One of my most favourite cities is Segovia, in Spain. Perhaps its most striking feature is the Roman aqueduct. It begins as a pretty average sized wall, then column by column, arch by arch it gets bigger and bigger and bigger, straddling the town below until it reaches the old castle.
In this first part houses have been built on each side of it. I don’t think I’ve ever come across such an astonishing structure running right down the middle a street!
One of the first of the town’s squares lies at the foot of the aqueduct just as it reaches its greatest height.
I find this SO inspiring! Here’s what it got me thinking last time I was there…..
Throughout my career as a doctor I saw time as linear. Perhaps because the second half of my working life was in a specialist centre for people with chronic (long term) conditions, I commonly heard patients tell me of the traumas which they had experienced prior to becoming unwell.
I was never someone who bought into a mechanical, linear view of human beings, or of life. Every patient I met convinced me that all these chronic ailments are multi-factorial. You could never say that “this” caused “all that”. But there was one question I frequently found revelatory.
“When were you last completely well?”
Sounds an easy question, huh? But, actually, it was often difficult, and took some time and conversation to find the time, perhaps even several decades ago, when the patient last felt completely well. I’d then ask about the year the patient moved from wellness to illness.
“Tell me about that year”.
It was often a year of significant trauma, or the culmination of many traumas. I don’t think that meant that the patient’s illness could all be attributed to that trauma, but it was a starting point in making sense of their experience and beginning to find the way forward.
Sometimes patients were clearly stuck with these unresolved hurts. Again and again they’d think about those times, feel bad about them all over again. Others were so traumatised that they were living lives of fear, continually looking ahead and wondering “what if….?” “what might happen?” “how will I cope if….?” and things like that.
In both of these scenarios I’d draw a straight line – and say, the left hand point of this line is your date of birth, the right hand, the date of your death. We know the first, and have no way of knowing the second. But right now, today, you are somewhere along that line. Where is your attention? Where is your focus? Because if it’s to the left of today, it’s in the past, and that doesn’t exist any more, except in your memory. If it’s to the right, it’s in the future, and that only exists in your imagination. You can’t have your attention in more than one place at a time, so what if you draw your attention into the present instead? How might that feel? And we’d then explore ways of living more in the present reality, than in the past traumas and future fears.
I think it was often helpful, but now it seems somewhat simplistic to me. Because I now see time is not as linear as I thought. In fact, seeing cycles and seasons of time makes rather more sense to me now. As I experience a place like Segovia I realise that the past doesn’t go away. It doesn’t disappear into memory. (and memory is not an artificial place anyway….it’s no dusty filing cabinet with the drawers all locked)
Rather the past is always present, always here, and always now. It fashions our every day. It colours our every experience. It sets the tone of today. It constantly challenges us to respond to it, to adapt. In fact, that’s how we learn isn’t it? By having an awareness of the past in the present? If we forgot and discarded everything we experienced how could we learn anything? We adapt by carrying with us the past into the present.
And although this is even more challenging, the future is here now too. Not least because the future is, in one sense, a “multiplicity of singularities” – a set of possible paths, which are, at least in part, fashioned by this present moment, and by each and every decision and action.
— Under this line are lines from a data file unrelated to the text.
//! Property-based tests for classification and profiling.
//!
//! Values are drawn from a mix of hand-picked literals (booleans, dates, times, decimal
//! commas) and arbitrary text/numbers, so every classifier branch is exercised.

use chrono::NaiveDate;
use proptest::prelude::*;

use rust_column_profiling::config::ProfileOptions;
use rust_column_profiling::execution::{ExecutionOptions, ProfilingEngine};
use rust_column_profiling::profiling::{classify, profile_dataset, ColumnProfiler};
use rust_column_profiling::types::{Column, DataSet, RawValue, TypeTag};

fn raw_value() -> impl Strategy<Value = RawValue> {
    prop_oneof![
        Just(RawValue::Null),
        any::<bool>().prop_map(RawValue::Boolean),
        any::<i64>().prop_map(RawValue::int),
        (-1.0e6f64..1.0e6f64).prop_map(RawValue::float),
        prop::sample::select(vec![
            "true", "NÃO", "sim", "0", "1", "42", "-7", "3,14", "2.50", "01/02/2023",
            "2023-05-01", "31.12.1999", "12:30", "7:05 pm", "2023-05-01 10:30", "abc", "", "  ",
        ])
        .prop_map(RawValue::text),
        "[a-z0-9 ,.:/-]{0,12}".prop_map(RawValue::text),
        (0i64..40_000, 0u32..86_400).prop_map(|(days, secs)| {
            let date = NaiveDate::from_ymd_opt(1970, 1, 1).unwrap() + chrono::Days::new(days as u64);
            RawValue::NativeDateTime(
                date.and_hms_opt(secs / 3600, (secs / 60) % 60, secs % 60).unwrap(),
            )
        }),
    ]
}

fn column() -> impl Strategy<Value = Vec<RawValue>> {
    prop::collection::vec(raw_value(), 0..40)
}

proptest! {
    #[test]
    fn classification_is_total_and_never_empty(v in raw_value()) {
        let tag = classify(&v);
        prop_assert_ne!(tag, TypeTag::Empty);
        prop_assert!(TypeTag::CLASSIFIED.contains(&tag));
    }

    #[test]
    fn classification_ignores_surrounding_whitespace(s in "[a-z0-9,.:/-]{0,12}") {
        let padded = RawValue::text(format!("  {s}\t"));
        prop_assert_eq!(classify(&padded), classify(&RawValue::text(s)));
    }

    #[test]
    fn profiling_is_deterministic(values in column()) {
        let profiler = ColumnProfiler::default();
        let a = profiler.profile("c", "text", &values);
        let b = profiler.profile("c", "text", &values);
        prop_assert_eq!(a, b);
    }

    #[test]
    fn null_accounting_adds_up(values in column()) {
        let p = ColumnProfiler::default().profile("c", "text", &values);
        let nulls = values.iter().filter(|v| v.is_null()).count();

        prop_assert_eq!(p.row_count, values.len());
        prop_assert_eq!(p.null_count, nulls);
        prop_assert_eq!(p.counts.total() + p.null_count, values.len());
        prop_assert!(p.unique_count <= p.non_null_count());
        prop_assert!((0.0..=100.0).contains(&p.null_pct));
    }

    #[test]
    fn confidence_is_bounded(values in column()) {
        let p = ColumnProfiler::default().profile("c", "text", &values);
        if p.non_null_count() == 0 {
            prop_assert_eq!(p.dominant_type, TypeTag::Empty);
            prop_assert_eq!(p.confidence_pct, 0.0);
        } else {
            prop_assert_ne!(p.dominant_type, TypeTag::Empty);
            prop_assert!(p.confidence_pct > 0.0 && p.confidence_pct <= 100.0);
            // The dominant type is never outnumbered.
            let top = p.counts.get(p.dominant_type);
            prop_assert!(p.counts.iter().all(|(_, n)| n <= top));
        }
    }

    #[test]
    fn sample_values_are_the_first_non_nulls(values in column()) {
        let p = ColumnProfiler::default().profile("c", "text", &values);
        let expected: Vec<RawValue> = values.iter().filter(|v| !v.is_null()).take(3).cloned().collect();
        prop_assert_eq!(p.sample_values, expected);
    }

    #[test]
    fn parallel_engine_matches_sequential(columns in prop::collection::vec(column(), 0..8)) {
        let ds = DataSet::new(
            columns
                .into_iter()
                .enumerate()
                .map(|(i, values)| Column::new(format!("c{i}"), "text", values))
                .collect(),
        );
        let opts = ProfileOptions::default();
        let engine = ProfilingEngine::new(ExecutionOptions {
            num_threads: Some(2),
            max_in_flight_columns: 2,
        })
        .unwrap();

        let report = engine.profile_dataset(&ds, &opts);
        prop_assert_eq!(&report, &profile_dataset(&ds, &opts));

        let total: usize = report.type_distribution.iter().map(|s| s.column_count).sum();
        prop_assert_eq!(total, report.column_count());
        prop_assert!(report.flagged_columns.iter().all(|p| p.null_pct > 50.0));
    }
}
I don’t think the past goes away. I don’t think the old “time heals” is true in the sense that it makes the past go away. Instead I think we learn to adapt to it. When we become aware of the past in our everyday we have the opportunities to create new responses, new strategies of living under it’s influence.
OK, so, this is not where I thought this post would go when I pasted in those photos of the aqueduct! But here’s a related thought – how does the presence of the past in today, as we see in this colossal aqueduct stretching over Segovia, shape, fashion, influence, inspire, challenge, stimulate the thoughts, feelings and actions of the people living there?
And so, of course, even when the past isn’t as obvious as this aqueduct, how does it’s presence today influence our experience of today?
Here’s the final part of that story – we don’t heal just by shifting our focus, we heal by becoming aware, aware of the past AND the future IN this present day, and realising we can change how we respond to that. Realising our current patterns aren’t fixed. We can alter them.
Thank you for the post. I’m flying to Madrid next week and was thinking of spending a day in Segovia, you’ve just made up my mind.
You’re welcome. Have a fab time. I really love Segovia. You’ll have plenty to discover and enjoy in Madrid too of course!